La critique de la religion
Montesquieu critique la religion grâce au regard extérieur du musulman qui s’étonne
naïvement en découvrant les principes du dogme chrétien. On y voit néanmoins déjà apparaître
l’esprit des Lumières, qui conteste les préjugés religieux et le despotisme pour promouvoir la
raison, les progrès scientifiques, la tolérance et le libéralisme.

La forme épistolaire (composée de lettres) permet en effet un croisement de points de vue


et une multiplicité des regards sur la société parisienne. Mais on retient particulièrement le style
satirique des Lettres persanes fondé sur le trait ironique.
Pourquoi ce regard éloigné3 a-t-il fait le succès des Lettres persanes ?
Tout simplement parce qu’il revêt à la fois une fonction romanesque, satirique et
philosophique. Il est par ailleurs emblématique de l’esprit des Lumières.

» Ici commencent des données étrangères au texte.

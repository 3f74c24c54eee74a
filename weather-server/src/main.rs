//! Binary crate for the `weather` temperature service.
//!
//! This crate focuses on:
//! - Parsing CLI arguments
//! - Interactive configuration
//! - Serving the aggregated temperature over HTTP

use clap::Parser;
use tracing_subscriber::EnvFilter;

mod cli;
mod server;

#[tokio::main]
async fn main() -> anyhow::Result<()> {
    tracing_subscriber::fmt()
        .with_env_filter(
            EnvFilter::try_from_default_env().unwrap_or_else(|_| EnvFilter::new("info")),
        )
        .init();

    let cmd = cli::Cli::parse();
    cmd.run().await
}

Les fonctions du regard éloigné :

Une fonction romanesque :


Ce regard éloigné donne un caractère dramatique et romanesque aux Lettres persanes. En effet,
deux Persans sont placés dans un lieu qu’ils ne connaissent pas, ce qui crée des effets de surprise
et des décalages comiques qui tiennent le lecteur en haleine.
De plus, l’origine persane d’Usbek et Rica est exotique. Dans un début du XVIIIème siècle qui se
passionnait pour les voyages, le roman de Montesquieu offre à ses lecteurs un univers oriental avec
ses eunuques, ses esclaves et ses légendes, qui ne peut que leur plaire.

Une fonction satirique :


C’est un regard distancié et ironique qui permet de se moquer des mœurs et des institutions
françaises. L’ironie, qui consiste à dire le contraire de ce que l’on pense, est présente dans Les
lettres persanes lorsque les deux Persans décrivent la société française de façon apparemment
objective, mais en s’attachant à des détails qui font ressortir le ridicule des mœurs européennes.
Ainsi le Pape n’est que « Le chef des chrétiens » et les prêtres de simples « dervis », c’est à dire
l’équivalent des religieux islamiques.

Une fonction philosophique :


C’est un regard libre, détaché des préjugés dont les Français sont prisonniers. L’éloignement est
une manière d’enseigner le relativisme4 pour communiquer des idées de tolérance, de
cosmopolitisme et de paix universelle.

3
Le regard éloigné est donc emblématique de l’esprit des Lumières. Au XVIIIe siècle, d’autres philosophes des
Lumières utilisent le même procédé du regard éloigné dans des contes philosophiques : Voltaire dans Candide (nous,
vus par un innocent), dans L’Ingénu (par un Huron), dans Micromégas (par un géant venu d’une autre planète)
4
Le relativisme est une doctrine selon laquelle les valeurs et coutumes changent selon les lieux et les époques et qu’il
convient donc de ne pas les hiérarchiser.